The butterfly effect. I agree with Simons and Chabris to be wary of so-called butterfly effects: “According to the popular science cliché, a butterfly flapping its wings in Brazil can cause a tornado in Texas.” I just want to clarify one thing which we discuss further in our paper on the piranha problem. As John Cook wrote in 2018:

The butterfly effect is the semi-serious claim that a butterfly flapping its wings can cause a tornado half way around the world. It’s a poetic way of saying that some systems show sensitive dependence on initial conditions, that the slightest change now can make an enormous difference later. . . . The lesson that many people draw from their first exposure to complex systems is that there are high leverage points, if only you can find them and manipulate them. They want to insert a butterfly to at just the right time and place to bring about a desired outcome.

But, Cook explains, that idea is wrong. Actually:

Instead, we should humbly evaluate to what extent it is possible to steer complex systems at all. . . . The most effective intervention may not come from tweaking the inputs but from changing the structure of the system.

The point is that, to the extent the butterfly effect is a real thing, the point is that small interventions can very occasionally have large and unpredictable results. This is pretty much the opposite of junk social science of the “priming” or “nudge” variety—for example, the claim that flashing a subliminal smiley face on a computer screen will induce large changes in attitudes toward immigration—which posit reliable and consistent effects from such treatments.

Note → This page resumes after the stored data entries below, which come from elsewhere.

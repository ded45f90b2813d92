//! In-memory session state: value types, lobby/game models, and the registry.

/// Seat assignment and shuffle layout rules.
pub mod balance;
/// In-progress game roster and scoring.
pub mod game;
/// Pre-game lobby roster building.
pub mod lobby;
/// Channel-keyed session registry.
pub mod registry;
/// Shared value types and the per-channel session union.
pub mod session;

use std::sync::Arc;

use crate::{
    config::{AppConfig, ScoringRules},
    dao::gateway::{PersistenceGateway, PlayerDirectory},
};

pub use self::registry::SessionRegistry;
pub use self::session::ChannelSession;

/// Shared handle to the application context.
pub type SharedState = Arc<AppState>;

/// Application context wiring configuration, the registry, and the store.
///
/// The registry exclusively owns every live session; services reach it (and
/// the persistence collaborators) through this context.
pub struct AppState {
    config: AppConfig,
    registry: SessionRegistry,
    gateway: Arc<dyn PersistenceGateway>,
    directory: Arc<dyn PlayerDirectory>,
}

impl AppState {
    /// Construct a new [`AppState`] wrapped in an [`Arc`] so it can be cloned cheaply.
    pub fn new(
        config: AppConfig,
        gateway: Arc<dyn PersistenceGateway>,
        directory: Arc<dyn PlayerDirectory>,
    ) -> SharedState {
        Arc::new(Self {
            config,
            registry: SessionRegistry::new(),
            gateway,
            directory,
        })
    }

    /// The channel → session registry.
    pub fn registry(&self) -> &SessionRegistry {
        &self.registry
    }

    /// Rules gating a set-win declaration.
    pub fn scoring(&self) -> &ScoringRules {
        &self.config.scoring
    }

    /// Handle to the durable game store.
    pub fn gateway(&self) -> &Arc<dyn PersistenceGateway> {
        &self.gateway
    }

    /// Handle to the durable player directory.
    pub fn directory(&self) -> &Arc<dyn PlayerDirectory> {
        &self.directory
    }
}
pub mod project;
pub mod resume;

pub use project::{NewProject, ProjectRecord};
pub use resume::{NewResume, ResumeRecord};
use axum::Json;
use serde_json::{json, Value};

/// GET /
/// Plain-text banner for uptime probes and curious visitors.
pub async fn banner_handler() -> &'static str {
    "Portfolio backend running"
}

/// GET /health
/// Returns a simple status object with service version.
pub async fn health_handler() -> Json<Value> {
    Json(json!({
        "status": "ok",
        "version": env!("CARGO_PKG_VERSION"),
        "service": "portfolio-api"
    }))
}
use std::io::ErrorKind;
use std::path::{Path, PathBuf};

use async_trait::async_trait;
use bytes::Bytes;
use tracing::info;

use crate::blob::{content_type_for, validate_key, BlobError, BlobStore, StoredBlob};

/// Blob store backed by a directory on local disk.
pub struct LocalBlobStore {
    root: PathBuf,
}

impl LocalBlobStore {
    pub fn new(root: impl Into<PathBuf>) -> Self {
        Self { root: root.into() }
    }

    /// Creates the upload directory if needed and returns a store rooted there.
    pub async fn open(root: impl Into<PathBuf>) -> Result<Self, BlobError> {
        let store = Self::new(root);
        tokio::fs::create_dir_all(&store.root).await?;
        info!("Local blob store ready at {}", store.root().display());
        Ok(store)
    }

    pub fn root(&self) -> &Path {
        &self.root
    }

    fn path_for(&self, key: &str) -> Result<PathBuf, BlobError> {
        validate_key(key)?;
        Ok(self.root.join(key))
    }
}

#[async_trait]
impl BlobStore for LocalBlobStore {
    fn backend(&self) -> &'static str {
        "local"
    }

    async fn put(&self, key: &str, bytes: Bytes) -> Result<(), BlobError> {
        let path = self.path_for(key)?;
        // Write beside the target first; dot-prefixed names are never servable keys.
        let partial = self.root.join(format!(".{key}.partial"));
        let written = async {
            tokio::fs::write(&partial, &bytes).await?;
            tokio::fs::rename(&partial, &path).await
        }
        .await;

        if let Err(e) = written {
            let _ = tokio::fs::remove_file(&partial).await;
            return Err(e.into());
        }
        Ok(())
    }

    async fn get(&self, key: &str) -> Result<StoredBlob, BlobError> {
        let path = self.path_for(key)?;
        match tokio::fs::read(&path).await {
            Ok(data) => Ok(StoredBlob {
                bytes: Bytes::from(data),
                content_type: content_type_for(key).to_string(),
            }),
            Err(e) if e.kind() == ErrorKind::NotFound => Err(BlobError::NotFound(key.to_string())),
            Err(e) => Err(e.into()),
        }
    }

    async fn delete(&self, key: &str) -> Result<(), BlobError> {
        let path = self.path_for(key)?;
        match tokio::fs::remove_file(&path).await {
            Ok(()) => Ok(()),
            Err(e) if e.kind() == ErrorKind::NotFound => Err(BlobError::NotFound(key.to_string())),
            Err(e) => Err(e.into()),
        }
    }
}

#[cfg(test)]
mod tests {
    use super::*;

    #[tokio::test]
    async fn test_open_creates_missing_directory() {
        let dir = tempfile::tempdir().unwrap();
        let root = dir.path().join("nested").join("uploads");

        let store = LocalBlobStore::open(&root).await.unwrap();

        assert!(store.root().is_dir());
    }

    #[tokio::test]
    async fn test_put_get_delete_lifecycle() {
        let dir = tempfile::tempdir().unwrap();
        let store = LocalBlobStore::new(dir.path());

        store
            .put("cv.pdf", Bytes::from_static(b"%PDF-1.7"))
            .await
            .unwrap();

        let blob = store.get("cv.pdf").await.unwrap();
        assert_eq!(&blob.bytes[..], b"%PDF-1.7");
        assert_eq!(blob.content_type, "application/pdf");

        // Only the final file is left behind, no partial writes.
        let names: Vec<_> = std::fs::read_dir(dir.path())
            .unwrap()
            .map(|e| e.unwrap().file_name().into_string().unwrap())
            .collect();
        assert_eq!(names, vec!["cv.pdf".to_string()]);

        store.delete("cv.pdf").await.unwrap();
        assert!(matches!(
            store.get("cv.pdf").await,
            Err(BlobError::NotFound(_))
        ));
    }

    #[tokio::test]
    async fn test_delete_missing_blob_reports_not_found() {
        let dir = tempfile::tempdir().unwrap();
        let store = LocalBlobStore::new(dir.path());

        assert!(matches!(
            store.delete("gone.pdf").await,
            Err(BlobError::NotFound(key)) if key == "gone.pdf"
        ));
    }

    #[tokio::test]
    async fn test_keys_outside_the_namespace_are_refused() {
        let dir = tempfile::tempdir().unwrap();
        let store = LocalBlobStore::new(dir.path().join("uploads"));

        let err = store
            .put("../escape.txt", Bytes::from_static(b"x"))
            .await
            .unwrap_err();
        assert!(matches!(err, BlobError::InvalidKey(_)));
        assert!(!dir.path().join("escape.txt").exists());
    }

    #[tokio::test]
    async fn test_failed_put_leaves_no_partial_file() {
        let dir = tempfile::tempdir().unwrap();
        let store = LocalBlobStore::new(dir.path());
        // A non-empty directory where the blob should land makes the final rename fail.
        std::fs::create_dir_all(dir.path().join("taken.pdf").join("inner")).unwrap();

        let err = store
            .put("taken.pdf", Bytes::from_static(b"%PDF"))
            .await
            .unwrap_err();

        assert!(matches!(err, BlobError::Io(_)));
        assert!(!dir.path().join(".taken.pdf.partial").exists());
    }

    #[tokio::test]
    async fn test_put_into_missing_directory_leaves_nothing_behind() {
        let dir = tempfile::tempdir().unwrap();
        let store = LocalBlobStore::new(dir.path().join("not-created"));

        let err = store
            .put("cv.pdf", Bytes::from_static(b"%PDF"))
            .await
            .unwrap_err();

        assert!(matches!(err, BlobError::Io(_)));
        assert_eq!(std::fs::read_dir(dir.path()).unwrap().count(), 0);
    }
}
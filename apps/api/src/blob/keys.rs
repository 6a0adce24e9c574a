use uuid::Uuid;

use crate::blob::BlobError;

/// URL prefix under which stored blobs are served.
pub const PUBLIC_PREFIX: &str = "/uploads";

const MAX_KEY_LEN: usize = 128;
const MAX_EXTENSION_LEN: usize = 8;

/// Generates an opaque, collision-resistant storage key for an upload.
///
/// Only a short alphanumeric extension is carried over from the client's file
/// name; the name itself is kept as metadata and never reaches the storage path.
pub fn generate_storage_key(original_name: &str) -> String {
    let id = Uuid::new_v4().simple().to_string();
    match safe_extension(original_name) {
        Some(ext) => format!("{id}.{ext}"),
        None => id,
    }
}

/// Public, read-only path for a stored blob.
pub fn public_path(key: &str) -> String {
    format!("{PUBLIC_PREFIX}/{key}")
}

/// Rejects keys that could escape the storage namespace.
pub fn validate_key(key: &str) -> Result<(), BlobError> {
    let well_formed = !key.is_empty()
        && key.len() <= MAX_KEY_LEN
        && !key.starts_with('.')
        && key
            .bytes()
            .all(|b| b.is_ascii_alphanumeric() || matches!(b, b'.' | b'_' | b'-'));

    if well_formed {
        Ok(())
    } else {
        Err(BlobError::InvalidKey(key.to_string()))
    }
}

/// Content type inferred from a key's extension.
pub fn content_type_for(key: &str) -> &'static str {
    let ext = key
        .rsplit_once('.')
        .map(|(_, ext)| ext.to_ascii_lowercase())
        .unwrap_or_default();

    match ext.as_str() {
        "pdf" => "application/pdf",
        "png" => "image/png",
        "jpg" | "jpeg" => "image/jpeg",
        "gif" => "image/gif",
        "webp" => "image/webp",
        "avif" => "image/avif",
        "doc" => "application/msword",
        "docx" => "application/vnd.openxmlformats-officedocument.wordprocessingml.document",
        "txt" => "text/plain; charset=utf-8",
        _ => "application/octet-stream",
    }
}

/// Whether browsers may render a blob in place. Everything else, including
/// markup such as SVG, is served as a download.
pub fn serves_inline(key: &str) -> bool {
    matches!(
        content_type_for(key),
        "application/pdf" | "image/png" | "image/jpeg" | "image/gif" | "image/webp" | "image/avif"
    )
}

fn safe_extension(original_name: &str) -> Option<String> {
    // Clients may send Windows-style paths as the file name.
    let base = original_name.rsplit(|c: char| c == '/' || c == '\\').next().unwrap_or(original_name);
    let (stem, ext) = base.rsplit_once('.')?;
    if stem.is_empty()
        || ext.is_empty()
        || ext.len() > MAX_EXTENSION_LEN
        || !ext.chars().all(|c| c.is_ascii_alphanumeric())
    {
        return None;
    }
    Some(ext.to_ascii_lowercase())
}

That is: if you really take the butterfly idea seriously, you should disbelieve studies that purport to demonstrate those sorts of bank-shot claims about the world.

Clarke’s Law

One more thing.

In his book, Davies talks about fraud in business. There’s not a completely sharp line dividing fraud from generally acceptable sharp business practices; still, business cheating seems like a clear enough topic that it can make sense to write a book about “Lying for Money,” as Davies puts it.

As discussed above, Simons and Chabris talk about people being fooled by fraud in business but also in science, art, and other domains. In science in particular, it seems to me that being fooled by fraud is a minor issue compared to the much larger problem of people being fooled by bad science. Recall Clarke’s law: Any sufficiently crappy research is indistinguishable from fraud.

Here’s the point: Simons and Chabris focus on the people being fooled rather than the people running the con. That’s good. It’s my general impression that conmen are kind of boring as people. Their distinguishing feature is a lack of scruple. Kind of like when we talk about findings that are big if true. And once you’re focusing on people being fooled, there’s no reason to restrict yourself to fraud. You can be just as well fooled by research that is not fraudulent, just incompetent. Indeed, it can be easier to be fooled by junk science that isn’t fraudulent, because various checks for fraud won’t find the problem. That’s why I wrote that the real problem of that nudge meta-analysis is not that it includes 12 papers by noted fraudsters; it’s the GIGO of it all. You know that saying, The easiest person to fool is yourself?

In summary, “How do we get fooled and how can we avoid getting fooled in the future?”, is a worthy topic for a book, and Simons and Chabris did an excellent job. The next step is to recognize that “getting fooled” does not require a conman on the other side. To put it another way, not every mark corresponds to a con. In science, we should be worried about being fooled by honest but bad work, as well as looking out for envelope pushers, shady operators, and out-and-out cheats.